[[ AVAILABLE DATA open ]]

//! Staff and parent account routes.

use axum::{
    Json, Router,
    extract::{Path, Query, State},
    http::StatusCode,
    routing::get,
};
use scholaris_core::auth::{UserRole, hash_password};
use scholaris_db::{CreateUserInput, UpdateUserInput, UserFilter, UserRepository};
use scholaris_shared::auth::UserInfo;
use scholaris_shared::types::{PageRequest, PageResponse};
use serde::Deserialize;
use tracing::info;
use uuid::Uuid;
use validator::Validate;

use super::auth::user_info;
use crate::{
    AppState,
    error::{ApiError, ApiResult},
    extractors::ValidatedJson,
    middleware::AuthUser,
};

/// Creates the user routes.
pub fn routes() -> Router<AppState> {
    Router::new()
        .route("/schools/{school}/users", get(list_users).post(create_user))
        .route(
            "/schools/{school}/users/{user}",
            get(get_user).put(update_user).delete(delete_user),
        )
}

/// Query parameters for listing users.
#[derive(Debug, Deserialize)]
pub struct ListUsersQuery {
    /// Filter by role.
    pub role: Option<UserRole>,
    /// Matches name, email or registration ID.
    pub search: Option<String>,
}

/// Request body for creating a user.
#[derive(Debug, Deserialize, Validate)]
pub struct CreateUserRequest {
    /// Login email.
    #[validate(email(message = "Email must be a valid email address"))]
    pub email: String,
    /// Initial password.
    #[validate(length(min = 8, message = "Password must be at least 8 characters"))]
    pub password: String,
    /// Full name.
    #[validate(length(min = 1, max = 255, message = "Full name is required"))]
    pub full_name: String,
    /// Phone.
    pub phone: Option<String>,
    /// Role in the school.
    pub role: UserRole,
}

/// Request body for updating a user. Omitted fields are left unchanged.
#[derive(Debug, Deserialize, Validate)]
pub struct UpdateUserRequest {
    /// Full name.
    #[validate(length(min = 1, max = 255, message = "Full name must not be empty"))]
    pub full_name: Option<String>,
    /// Phone.
    pub phone: Option<String>,
    /// New password.
    #[validate(length(min = 8, message = "Password must be at least 8 characters"))]
    pub password: Option<String>,
    /// Active flag.
    pub is_active: Option<bool>,
}

/// GET `/schools/{school}/users` - List accounts.
async fn list_users(
    State(state): State<AppState>,
    auth: AuthUser,
    Path(school_id): Path<Uuid>,
    Query(query): Query<ListUsersQuery>,
    Query(page): Query<PageRequest>,
) -> ApiResult<Json<PageResponse<UserInfo>>> {
    auth.require(UserRole::is_staff)?;

    let filter = UserFilter {
        role: query.role.map(Into::into),
        search: query.search,
    };
    let users = UserRepository::new(state.conn())
        .list(school_id, &filter, &page)
        .await?;

    Ok(Json(users.map(|u| user_info(&u)).into()))
}

/// POST `/schools/{school}/users` - Create an account with a registration ID.
async fn create_user(
    State(state): State<AppState>,
    auth: AuthUser,
    Path(school_id): Path<Uuid>,
    ValidatedJson(payload): ValidatedJson<CreateUserRequest>,
) -> ApiResult<(StatusCode, Json<UserInfo>)> {
    let caller = auth.require(UserRole::can_manage_school)?;
    if payload.role == UserRole::Admin && caller != UserRole::Admin {
        return Err(ApiError::forbidden("Only administrators can create administrators."));
    }

    let password_hash = hash_password(&payload.password)?;
    let user = UserRepository::new(state.conn())
        .create(CreateUserInput {
            school_id,
            email: payload.email.trim().to_lowercase(),
            password_hash,
            full_name: payload.full_name.trim().to_string(),
            phone: payload.phone,
            role: payload.role.into(),
        })
        .await?;

    info!(
        school_id = %school_id,
        user_id = %user.id,
        created_by = %auth.user_id(),
        "User created"
    );
    Ok((StatusCode::CREATED, Json(user_info(&user))))
}

/// GET `/schools/{school}/users/{user}` - Show an account.
async fn get_user(
    State(state): State<AppState>,
    auth: AuthUser,
    Path((school_id, user_id)): Path<(Uuid, Uuid)>,
) -> ApiResult<Json<UserInfo>> {
    if user_id != auth.user_id() {
        auth.require(UserRole::is_staff)?;
    }

    UserRepository::new(state.conn())
        .find_in_school(school_id, user_id)
        .await?
        .map(|u| Json(user_info(&u)))
        .ok_or_else(|| ApiError::not_found("User not found"))
}

/// PUT `/schools/{school}/users/{user}` - Update an account.
///
/// Users may edit their own profile; only managers may change others or
/// toggle the active flag.
async fn update_user(
    State(state): State<AppState>,
    auth: AuthUser,
    Path((school_id, user_id)): Path<(Uuid, Uuid)>,
    ValidatedJson(payload): ValidatedJson<UpdateUserRequest>,
) -> ApiResult<Json<UserInfo>> {
    if user_id != auth.user_id() || payload.is_active.is_some() {
        auth.require(UserRole::can_manage_school)?;
    }

    let password_hash = payload.password.as_deref().map(hash_password).transpose()?;
    let user = UserRepository::new(state.conn())
        .update(
            school_id,
            user_id,
            UpdateUserInput {
                full_name: payload.full_name,
                phone: payload.phone.map(Some),
                password_hash,
                is_active: payload.is_active,
            },
        )
        .await?;

    Ok(Json(user_info(&user)))
}

/// DELETE `/schools/{school}/users/{user}` - Remove an account.
async fn delete_user(
    State(state): State<AppState>,
    auth: AuthUser,
    Path((school_id, user_id)): Path<(Uuid, Uuid)>,
) -> ApiResult<StatusCode> {
    auth.require(UserRole::can_manage_school)?;
    if user_id == auth.user_id() {
        return Err(ApiError::new(scholaris_shared::AppError::BusinessRule(
            "You cannot delete your own account.".to_string(),
        )));
    }

    UserRepository::new(state.conn())
        .delete(school_id, user_id)
        .await?;

    info!(school_id = %school_id, user_id = %user_id, "User deleted");
    Ok(StatusCode::NO_CONTENT)
}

[[ AVAILABLE DATA closed ]]

:: TASK DETAILS ::
Search the data for the string "PageResponse" and copy out every line where it is found.

:: EXERCISE ANSWER ::
use scholaris_shared::types::{PageRequest, PageResponse};
) -> ApiResult<Json<PageResponse<UserInfo>>> {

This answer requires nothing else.